Source data:

----

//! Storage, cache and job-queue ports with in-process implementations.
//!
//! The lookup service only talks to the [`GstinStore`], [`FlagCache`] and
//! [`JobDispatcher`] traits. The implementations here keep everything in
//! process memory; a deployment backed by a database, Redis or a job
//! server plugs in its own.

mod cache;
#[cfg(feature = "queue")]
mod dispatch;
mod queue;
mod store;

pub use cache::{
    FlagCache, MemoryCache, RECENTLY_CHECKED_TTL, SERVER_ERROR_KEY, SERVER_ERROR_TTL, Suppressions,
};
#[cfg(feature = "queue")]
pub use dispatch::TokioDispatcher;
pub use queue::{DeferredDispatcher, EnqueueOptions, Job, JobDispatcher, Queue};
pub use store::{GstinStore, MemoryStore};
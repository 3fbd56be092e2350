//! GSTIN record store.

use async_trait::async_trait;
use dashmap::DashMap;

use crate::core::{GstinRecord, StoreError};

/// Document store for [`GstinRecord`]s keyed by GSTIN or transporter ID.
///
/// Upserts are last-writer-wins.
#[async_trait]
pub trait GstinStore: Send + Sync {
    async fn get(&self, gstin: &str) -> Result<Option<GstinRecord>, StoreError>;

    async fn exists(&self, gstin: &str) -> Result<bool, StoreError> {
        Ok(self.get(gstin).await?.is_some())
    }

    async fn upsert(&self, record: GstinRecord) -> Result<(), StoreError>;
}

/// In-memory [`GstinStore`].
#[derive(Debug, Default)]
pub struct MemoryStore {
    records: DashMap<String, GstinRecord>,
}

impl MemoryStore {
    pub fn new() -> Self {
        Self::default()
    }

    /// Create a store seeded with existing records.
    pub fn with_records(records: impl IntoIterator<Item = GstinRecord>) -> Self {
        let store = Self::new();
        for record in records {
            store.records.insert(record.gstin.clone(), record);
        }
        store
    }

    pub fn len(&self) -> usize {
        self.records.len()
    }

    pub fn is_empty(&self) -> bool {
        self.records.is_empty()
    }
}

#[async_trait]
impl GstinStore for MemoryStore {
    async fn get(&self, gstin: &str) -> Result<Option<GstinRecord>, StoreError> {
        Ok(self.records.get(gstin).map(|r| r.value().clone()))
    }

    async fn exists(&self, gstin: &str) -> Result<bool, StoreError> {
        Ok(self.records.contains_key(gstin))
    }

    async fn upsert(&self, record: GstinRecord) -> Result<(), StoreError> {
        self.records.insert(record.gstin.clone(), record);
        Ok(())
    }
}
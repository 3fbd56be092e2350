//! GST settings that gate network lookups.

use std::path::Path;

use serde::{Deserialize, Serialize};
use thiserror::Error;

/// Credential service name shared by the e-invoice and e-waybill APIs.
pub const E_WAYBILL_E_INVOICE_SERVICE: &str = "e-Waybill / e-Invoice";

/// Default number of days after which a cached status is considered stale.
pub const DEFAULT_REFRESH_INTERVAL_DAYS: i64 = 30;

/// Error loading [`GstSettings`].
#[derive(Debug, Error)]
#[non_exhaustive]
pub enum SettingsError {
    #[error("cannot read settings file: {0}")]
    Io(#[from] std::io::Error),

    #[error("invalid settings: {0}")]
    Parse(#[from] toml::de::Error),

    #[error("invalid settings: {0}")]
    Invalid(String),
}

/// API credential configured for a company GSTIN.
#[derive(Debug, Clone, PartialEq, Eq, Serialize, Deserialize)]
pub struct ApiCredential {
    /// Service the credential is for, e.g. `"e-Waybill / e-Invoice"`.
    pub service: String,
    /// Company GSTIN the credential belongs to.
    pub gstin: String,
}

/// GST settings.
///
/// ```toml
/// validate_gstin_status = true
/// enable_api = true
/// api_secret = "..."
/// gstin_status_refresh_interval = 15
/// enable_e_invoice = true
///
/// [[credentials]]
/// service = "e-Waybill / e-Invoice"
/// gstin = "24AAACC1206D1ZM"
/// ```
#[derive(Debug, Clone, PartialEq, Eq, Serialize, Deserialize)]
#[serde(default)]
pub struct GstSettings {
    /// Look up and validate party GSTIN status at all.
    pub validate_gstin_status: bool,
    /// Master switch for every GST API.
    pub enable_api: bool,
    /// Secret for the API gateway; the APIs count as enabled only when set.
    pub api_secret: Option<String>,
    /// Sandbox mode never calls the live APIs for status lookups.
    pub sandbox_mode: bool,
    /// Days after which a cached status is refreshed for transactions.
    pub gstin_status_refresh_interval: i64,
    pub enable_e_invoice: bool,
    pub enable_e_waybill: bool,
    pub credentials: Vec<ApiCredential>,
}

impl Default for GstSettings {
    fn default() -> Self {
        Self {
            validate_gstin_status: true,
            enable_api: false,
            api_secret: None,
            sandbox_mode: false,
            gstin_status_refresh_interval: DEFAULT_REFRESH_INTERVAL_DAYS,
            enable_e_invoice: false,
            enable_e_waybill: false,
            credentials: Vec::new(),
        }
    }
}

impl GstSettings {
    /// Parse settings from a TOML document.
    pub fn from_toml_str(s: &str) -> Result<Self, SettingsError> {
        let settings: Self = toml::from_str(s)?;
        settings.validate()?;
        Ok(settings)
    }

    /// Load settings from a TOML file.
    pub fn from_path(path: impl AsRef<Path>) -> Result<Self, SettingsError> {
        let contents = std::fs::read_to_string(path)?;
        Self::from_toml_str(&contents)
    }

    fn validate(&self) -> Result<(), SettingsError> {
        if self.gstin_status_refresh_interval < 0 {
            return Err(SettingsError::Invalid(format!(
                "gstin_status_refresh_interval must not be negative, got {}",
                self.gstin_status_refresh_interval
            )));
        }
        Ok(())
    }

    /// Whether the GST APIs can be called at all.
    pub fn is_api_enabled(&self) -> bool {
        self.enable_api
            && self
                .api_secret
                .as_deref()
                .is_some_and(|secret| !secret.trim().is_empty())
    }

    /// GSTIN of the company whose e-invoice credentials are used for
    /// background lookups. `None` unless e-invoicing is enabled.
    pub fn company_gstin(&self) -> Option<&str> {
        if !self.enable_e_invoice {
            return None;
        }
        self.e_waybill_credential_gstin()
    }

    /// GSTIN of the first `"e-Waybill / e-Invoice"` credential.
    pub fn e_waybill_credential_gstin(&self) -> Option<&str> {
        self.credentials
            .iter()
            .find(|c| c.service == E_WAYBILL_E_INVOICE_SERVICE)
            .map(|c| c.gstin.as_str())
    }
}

----

[EXERCISE AIM]: Every line from the data above that contains "only" must appear in the answer.

[SOLUTION FOR THIS EXERCISE]:
//! The lookup service only talks to the [`GstinStore`], [`FlagCache`] and
    /// Secret for the API gateway; the APIs count as enabled only when set.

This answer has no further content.